> [YOUR OBJECTIVE]:
Output the entries verbatim, including every line.

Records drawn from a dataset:
BEGIN
//! Insider Radar - prediction-market insider trading detector
//!
//! Scores every wallet in a trade sample for improbable win rates,
//! last-minute timing and position size, then clusters the suspicious ones
//! by shared on-chain funding.

use anyhow::Result;
use clap::{Parser, Subcommand};
use std::path::PathBuf;
use tracing::error;
use tracing_subscriber::EnvFilter;

use insider_radar::cli::commands::{self, AnalyzeArgs, OutputFormat, WalletArgs};
use insider_radar::config::Config;

/// Insider Radar - flag informed trading on prediction markets
#[derive(Parser)]
#[command(name = "radar")]
#[command(author, version, about, long_about = None)]
struct Cli {
    /// Path to config file
    #[arg(short, long, default_value = "radar.toml")]
    config: String,

    /// Emit logs as JSON
    #[arg(long, global = true)]
    json: bool,

    #[command(subcommand)]
    command: Commands,
}

#[derive(Subcommand)]
enum Commands {
    /// Score wallets and cluster the suspicious ones
    Analyze {
        /// Trades JSON file (fetched from the data API if omitted)
        #[arg(long)]
        trades: Option<PathBuf>,

        /// Resolved markets JSON file
        #[arg(long)]
        markets: Option<PathBuf>,

        /// Skip on-chain funding lookups and clustering
        #[arg(long)]
        no_clusters: bool,

        /// Output format
        #[arg(short, long, value_enum, default_value_t = OutputFormat::Text)]
        output: OutputFormat,

        /// Number of wallets to list
        #[arg(long)]
        top: Option<usize>,
    },

    /// Show one wallet's analysis and trade history
    Wallet {
        /// Wallet address (0x...)
        address: String,

        /// Trades JSON file (fetched from the data API if omitted)
        #[arg(long)]
        trades: Option<PathBuf>,

        /// Resolved markets JSON file
        #[arg(long)]
        markets: Option<PathBuf>,

        /// Skip on-chain funding lookups and clustering
        #[arg(long)]
        no_clusters: bool,

        /// Output format
        #[arg(short, long, value_enum, default_value_t = OutputFormat::Text)]
        output: OutputFormat,
    },

    /// Show funding sources of a wallet
    Funding {
        /// Wallet address (0x...)
        address: String,
    },

    /// Show recent on-chain order fills
    Fills {
        /// Look-back window in blocks
        #[arg(long, default_value = "1000")]
        blocks: u64,

        /// Number of fills to show
        #[arg(short, long, default_value = "20")]
        limit: usize,
    },

    /// Show current configuration (secrets masked)
    Config,

    /// Check RPC and API reachability
    Health,
}

#[tokio::main]
async fn main() -> Result<()> {
    // Load environment variables from .env file
    dotenvy::dotenv().ok();

    // Parse CLI arguments
    let cli = Cli::parse();

    // Initialize tracing; stdout is reserved for reports
    let filter = EnvFilter::from_default_env().add_directive("insider_radar=info".parse()?);
    if cli.json {
        tracing_subscriber::fmt()
            .json()
            .with_env_filter(filter)
            .with_writer(std::io::stderr)
            .init();
    } else {
        tracing_subscriber::fmt()
            .with_env_filter(filter)
            .with_writer(std::io::stderr)
            .with_target(true)
            .with_thread_ids(true)
            .with_file(true)
            .with_line_number(true)
            .init();
    }

    // Load configuration
    let config = match Config::load(&cli.config) {
        Ok(cfg) => cfg,
        Err(e) => {
            error!("Failed to load configuration: {:#}", e);
            std::process::exit(1);
        }
    };

    // Execute command
    let result = match cli.command {
        Commands::Analyze {
            trades,
            markets,
            no_clusters,
            output,
            top,
        } => {
            let args = AnalyzeArgs {
                trades,
                markets,
                no_clusters,
                output,
                top,
            };
            commands::analyze(&config, args).await
        }
        Commands::Wallet {
            address,
            trades,
            markets,
            no_clusters,
            output,
        } => {
            let args = WalletArgs {
                address,
                trades,
                markets,
                no_clusters,
                output,
            };
            commands::wallet(&config, args).await
        }
        Commands::Funding { address } => commands::funding(&config, &address).await,
        Commands::Fills { blocks, limit } => commands::fills(&config, blocks, limit).await,
        Commands::Config => commands::show_config(&config),
        Commands::Health => commands::health(&config).await,
    };

    if let Err(e) = result {
        error!("Command failed: {:#}", e);
        std::process::exit(1);
    }

    Ok(())
}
END
> [ANSWER TO THIS TASK]:
//! Insider Radar - prediction-market insider trading detector
//!
//! Scores every wallet in a trade sample for improbable win rates,
//! last-minute timing and position size, then clusters the suspicious ones
//! by shared on-chain funding.

use anyhow::Result;
use clap::{Parser, Subcommand};
use std::path::PathBuf;
use tracing::error;
use tracing_subscriber::EnvFilter;

use insider_radar::cli::commands::{self, AnalyzeArgs, OutputFormat, WalletArgs};
use insider_radar::config::Config;

/// Insider Radar - flag informed trading on prediction markets
#[derive(Parser)]
#[command(name = "radar")]
#[command(author, version, about, long_about = None)]
struct Cli {
    /// Path to config file
    #[arg(short, long, default_value = "radar.toml")]
    config: String,

    /// Emit logs as JSON
    #[arg(long, global = true)]
    json: bool,

    #[command(subcommand)]
    command: Commands,
}

#[derive(Subcommand)]
enum Commands {
    /// Score wallets and cluster the suspicious ones
    Analyze {
        /// Trades JSON file (fetched from the data API if omitted)
        #[arg(long)]
        trades: Option<PathBuf>,

        /// Resolved markets JSON file
        #[arg(long)]
        markets: Option<PathBuf>,

        /// Skip on-chain funding lookups and clustering
        #[arg(long)]
        no_clusters: bool,

        /// Output format
        #[arg(short, long, value_enum, default_value_t = OutputFormat::Text)]
        output: OutputFormat,

        /// Number of wallets to list
        #[arg(long)]
        top: Option<usize>,
    },

    /// Show one wallet's analysis and trade history
    Wallet {
        /// Wallet address (0x...)
        address: String,

        /// Trades JSON file (fetched from the data API if omitted)
        #[arg(long)]
        trades: Option<PathBuf>,

        /// Resolved markets JSON file
        #[arg(long)]
        markets: Option<PathBuf>,

        /// Skip on-chain funding lookups and clustering
        #[arg(long)]
        no_clusters: bool,

        /// Output format
        #[arg(short, long, value_enum, default_value_t = OutputFormat::Text)]
        output: OutputFormat,
    },

    /// Show funding sources of a wallet
    Funding {
        /// Wallet address (0x...)
        address: String,
    },

    /// Show recent on-chain order fills
    Fills {
        /// Look-back window in blocks
        #[arg(long, default_value = "1000")]
        blocks: u64,

        /// Number of fills to show
        #[arg(short, long, default_value = "20")]
        limit: usize,
    },

    /// Show current configuration (secrets masked)
    Config,

    /// Check RPC and API reachability
    Health,
}

#[tokio::main]
async fn main() -> Result<()> {
    // Load environment variables from .env file
    dotenvy::dotenv().ok();

    // Parse CLI arguments
    let cli = Cli::parse();

    // Initialize tracing; stdout is reserved for reports
    let filter = EnvFilter::from_default_env().add_directive("insider_radar=info".parse()?);
    if cli.json {
        tracing_subscriber::fmt()
            .json()
            .with_env_filter(filter)
            .with_writer(std::io::stderr)
            .init();
    } else {
        tracing_subscriber::fmt()
            .with_env_filter(filter)
            .with_writer(std::io::stderr)
            .with_target(true)
            .with_thread_ids(true)
            .with_file(true)
            .with_line_number(true)
            .init();
    }

    // Load configuration
    let config = match Config::load(&cli.config) {
        Ok(cfg) => cfg,
        Err(e) => {
            error!("Failed to load configuration: {:#}", e);
            std::process::exit(1);
        }
    };

    // Execute command
    let result = match cli.command {
        Commands::Analyze {
            trades,
            markets,
            no_clusters,
            output,
            top,
        } => {
            let args = AnalyzeArgs {
                trades,
                markets,
                no_clusters,
                output,
                top,
            };
            commands::analyze(&config, args).await
        }
        Commands::Wallet {
            address,
            trades,
            markets,
            no_clusters,
            output,
        } => {
            let args = WalletArgs {
                address,
                trades,
                markets,
                no_clusters,
                output,
            };
            commands::wallet(&config, args).await
        }
        Commands::Funding { address } => commands::funding(&config, &address).await,
        Commands::Fills { blocks, limit } => commands::fills(&config, blocks, limit).await,
        Commands::Config => commands::show_config(&config),
        Commands::Health => commands::health(&config).await,
    };

    if let Err(e) = result {
        error!("Command failed: {:#}", e);
        std::process::exit(1);
    }

    Ok(())
}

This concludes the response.